Même les économistes s’inquiètent publiquement de l’impact sur l’économie des mesures de confinement.  

« Pas de mouvement, pas de PIB ». Le populaire Hao Hong a eu l’outrecuidance de critiquer la stratégie sanitaire à Shanghai et de prévoir une baisse des actions chinoise. Malgré sa popularité et ses 3 millions d’abonnés, il a disparu des réseaux sociaux chinois sans explication.  

Les autorités tentent toujours de juguler la diffusion de ces messages séditieux en les censurant et en poursuivant leurs auteurs pour atteinte à l’ordre public, mais rien n’y fait.  

Non seulement leur volume ne tarit pas, mais le caractère sulfureux des messages échangés va en s’aggravant, jusqu’à conférer au crime de lèse-majesté.  

Début mai, une nouvelle rumeur iconoclaste a enflammé les discussions entre citoyens révoltés. Du fait de sa mauvaise gestion, Xi Jinping serait lâché par le Parti et devrait être éconduit lors des élections prévues en fin d’année. Il ne s’agit bien sûr, à ce stade, que d’un exutoire aux frustrations d’une population qui goûte de moins en moins les décisions prises par les autorités au nom du bien commun. Une éviction du leader reste des plus improbables mais le fait que les masses la jugent suffisamment crédible pour mériter d’être diffusée avec tous les risques que cela comporte est un signe des temps à ne pas ignorer. 
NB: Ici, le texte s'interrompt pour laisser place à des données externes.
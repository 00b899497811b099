// 📚 Course Catalog - Fixed universe of courses + prerequisite edges
//
// A course's id is its IDENTITY (never changes); name and prerequisites are
// values. Prerequisites are weak references: lookup by id, no ownership.

use serde::{Deserialize, Serialize};
use sha2::{Digest, Sha256};
use std::collections::HashSet;
use std::sync::atomic::{AtomicU64, Ordering};
use std::sync::OnceLock;

// ============================================================================
// COURSE
// ============================================================================

#[derive(Debug, Clone, PartialEq, Eq, Serialize, Deserialize)]
pub struct Course {
    /// Stable identifier (e.g. "INGM101")
    pub id: String,

    /// Display name
    pub name: String,

    /// Ids of the courses that must be completed first, in authoring order
    #[serde(default)]
    pub prerequisites: Vec<String>,
}

impl Course {
    pub fn new(id: &str, name: &str, prerequisites: &[&str]) -> Self {
        Course {
            id: id.to_string(),
            name: name.to_string(),
            prerequisites: prerequisites.iter().map(|p| p.to_string()).collect(),
        }
    }

    pub fn has_prerequisites(&self) -> bool {
        !self.prerequisites.is_empty()
    }

    /// Check if `id` is a direct prerequisite of this course
    pub fn requires(&self, id: &str) -> bool {
        self.prerequisites.iter().any(|p| p == id)
    }
}

/// Raw course as read from a catalog file, before it joins a catalog.
///
/// `prerequisites` may be absent entirely; that is the same as an empty list.
#[derive(Debug, Clone, PartialEq, Serialize, Deserialize)]
pub struct CourseRecord {
    pub id: String,
    pub name: String,
    #[serde(default, skip_serializing_if = "Option::is_none")]
    pub prerequisites: Option<Vec<String>>,
}

impl From<CourseRecord> for Course {
    fn from(record: CourseRecord) -> Self {
        Course {
            id: record.id,
            name: record.name,
            prerequisites: record.prerequisites.unwrap_or_default(),
        }
    }
}

impl From<&Course> for CourseRecord {
    fn from(course: &Course) -> Self {
        CourseRecord {
            id: course.id.clone(),
            name: course.name.clone(),
            prerequisites: if course.prerequisites.is_empty() {
                None
            } else {
                Some(course.prerequisites.clone())
            },
        }
    }
}

// ============================================================================
// CATALOG
// ============================================================================

/// Ordered, immutable sequence of courses.
///
/// Built once (either with [`CatalogBuilder`] or [`Catalog::from_records`])
/// and never mutated afterwards.
#[derive(Debug, Clone, PartialEq)]
pub struct Catalog {
    courses: Vec<Course>,
}

impl Catalog {
    /// Two-phase build from raw records.
    ///
    /// Records keep file order. A record whose id was already seen is omitted
    /// (first definition wins). Prerequisite ids are NOT resolved here: a
    /// dangling id stays in the list and simply never gets satisfied.
    pub fn from_records(records: Vec<CourseRecord>) -> Self {
        let mut seen: HashSet<String> = HashSet::new();
        let mut courses = Vec::with_capacity(records.len());

        for record in records {
            if !seen.insert(record.id.clone()) {
                tracing::warn!(course = %record.id, "duplicate course id omitted from catalog");
                continue;
            }
            courses.push(Course::from(record));
        }

        Catalog { courses }
    }

    pub fn courses(&self) -> &[Course] {
        &self.courses
    }

    pub fn iter(&self) -> std::slice::Iter<'_, Course> {
        self.courses.iter()
    }

    pub fn len(&self) -> usize {
        self.courses.len()
    }

    pub fn is_empty(&self) -> bool {
        self.courses.is_empty()
    }

    pub fn get(&self, id: &str) -> Option<&Course> {
        self.courses.iter().find(|c| c.id == id)
    }

    pub fn contains(&self, id: &str) -> bool {
        self.get(id).is_some()
    }

    /// Index of the course in catalog order
    pub fn position(&self, id: &str) -> Option<usize> {
        self.courses.iter().position(|c| c.id == id)
    }

    pub fn ids(&self) -> Vec<&str> {
        self.courses.iter().map(|c| c.id.as_str()).collect()
    }

    /// Raw records, in catalog order (used by checks and export)
    pub fn to_records(&self) -> Vec<CourseRecord> {
        self.courses.iter().map(CourseRecord::from).collect()
    }

    /// SHA-256 over ids, names and prerequisite lists in catalog order.
    /// Two catalogs with the same fingerprint present the same table.
    pub fn fingerprint(&self) -> String {
        let mut hasher = Sha256::new();
        for course in &self.courses {
            hasher.update(format!(
                "{}\u{0}{}\u{0}{}\n",
                course.id,
                course.name,
                course.prerequisites.join(",")
            ));
        }
        format!("{:x}", hasher.finalize())
    }
}

impl<'a> IntoIterator for &'a Catalog {
    type Item = &'a Course;
    type IntoIter = std::slice::Iter<'a, Course>;

    fn into_iter(self) -> Self::IntoIter {
        self.courses.iter()
    }
}

// ============================================================================
// CATALOG BUILDER
// ============================================================================

/// Handle to a course already defined in a [`CatalogBuilder`].
///
/// Prerequisites can only be named through handles, so a builder-made catalog
/// never contains a dangling reference. A handle only resolves in the builder
/// that issued it.
#[derive(Debug, Clone, Copy, PartialEq, Eq)]
pub struct CourseRef {
    builder: u64,
    index: usize,
}

static NEXT_BUILDER: AtomicU64 = AtomicU64::new(0);

/// Bottom-up, dependency-ordered catalog construction.
#[derive(Debug)]
pub struct CatalogBuilder {
    token: u64,
    courses: Vec<Course>,
}

impl Default for CatalogBuilder {
    fn default() -> Self {
        CatalogBuilder {
            token: NEXT_BUILDER.fetch_add(1, Ordering::Relaxed),
            courses: Vec::new(),
        }
    }
}

impl CatalogBuilder {
    pub fn new() -> Self {
        Self::default()
    }

    fn handle(&self, index: usize) -> CourseRef {
        CourseRef {
            builder: self.token,
            index,
        }
    }

    /// Id behind a handle, if this builder issued it
    fn resolve(&self, course_ref: &CourseRef) -> Option<&str> {
        if course_ref.builder != self.token {
            return None;
        }
        self.courses.get(course_ref.index).map(|c| c.id.as_str())
    }

    /// Define a course whose prerequisites were all defined earlier.
    ///
    /// Redefining an existing id is omitted; the handle of the first
    /// definition is returned instead. Handles from another builder are
    /// omitted from the prerequisite list.
    pub fn course(&mut self, id: &str, name: &str, prerequisites: &[CourseRef]) -> CourseRef {
        if let Some(index) = self.courses.iter().position(|c| c.id == id) {
            return self.handle(index);
        }

        let mut resolved = Vec::with_capacity(prerequisites.len());
        for course_ref in prerequisites {
            match self.resolve(course_ref) {
                Some(prereq) => resolved.push(prereq.to_string()),
                None => tracing::warn!(course = id, "prerequisite handle from another builder omitted"),
            }
        }

        self.courses.push(Course {
            id: id.to_string(),
            name: name.to_string(),
            prerequisites: resolved,
        });
        self.handle(self.courses.len() - 1)
    }

    pub fn build(self) -> Catalog {
        Catalog {
            courses: self.courses,
        }
    }
}

// ============================================================================
// BUILT-IN CATALOG
// ============================================================================

static BUILTIN: OnceLock<Catalog> = OnceLock::new();

/// The fixed course catalog, constructed on first use.
pub fn builtin_catalog() -> &'static Catalog {
    BUILTIN.get_or_init(build_builtin_catalog)
}

fn build_builtin_catalog() -> Catalog {
    let mut b = CatalogBuilder::new();

    // First year
    let analisis_i = b.course("INGM101", "Análisis Matemático I", &[]);
    let algebra_i = b.course("INGM105", "Álgebra I", &[]);
    let informatica_basica = b.course("ING6102", "Informática Básica", &[]);
    let tecnologias_a = b.course("ING6301", "Tecnologías Informáticas A", &[]);

    let analisis_ii = b.course("INGM102", "Análisis Matemático II", &[analisis_i]);
    let algebra_ii = b.course("INGM106", "Álgebra II", &[algebra_i]);
    let programacion_a = b.course(
        "ING6201",
        "Programación A",
        &[analisis_i, algebra_i, informatica_basica],
    );
    let discreta = b.course(
        "INGM107",
        "Introducción a la Matemática Discreta",
        &[algebra_i, informatica_basica],
    );
    let fisica_a = b.course("INGF101", "Física A", &[analisis_i, algebra_i]);

    // Second year
    let estadistica = b.course("INGM108", "Probabilidad y Estadística", &[analisis_ii]);
    let programacion_b = b.course("ING6202", "Programación B", &[discreta, programacion_a]);
    let tecnologias_b = b.course(
        "ING6302",
        "Tecnologías Informáticas B",
        &[tecnologias_a, programacion_a],
    );
    b.course("INGF103", "Física B", &[analisis_ii, algebra_ii, fisica_a]);
    b.course(
        "ING6203",
        "Teorías de la Información y la Comunicación",
        &[estadistica, programacion_b],
    );
    b.course(
        "ING6204",
        "Fundamentos de la Arquitectura de Computadoras",
        &[fisica_a, programacion_b],
    );
    b.course("ING6205", "Programación C", &[tecnologias_b, programacion_b]);

    b.build()
}

// ============================================================================
// TESTS
// ============================================================================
Impudence inédite : les Chinois se mettent à croire à un fin prématurée du règne de Xi Jinping. Source : Weixin   

La Chine, moteur de la croissance mondiale, fait face à trois vents contraires. Son économie est de plus en plus dépendante de l’impression monétaire. La stratégie zéro-covid de plus en plus sévère fait plonger ses échanges avec le monde, dont la bonne santé était déjà en sursis, dans le rouge. Même la population ne croit plus au roman national et se met à rêver à un changement de régime, chose impensable il y a quelques mois seulement. Dans cette tempête parfaite, les remous actuels ne doivent pas être pris comme des contre-temps temporaires. Ils sont peut-être le signal avancé d’une reconfiguration imminente du tissu économique.   

Pour le pays comme pour ses partenaires commerciaux, dont l’Europe et les Etats-Unis, un tel scénario ne doit pas être pris à la légère. N’oublions pas que la Chine nous permet, depuis plus de vingt ans, d’exporter notre inflation grâce aux délocalisations.  Alors que l’inflation européenne s’approche des 10 % par an, une contraction durable des échanges avec la Chine pourrait nous faire basculer dans l’hyper-inflation.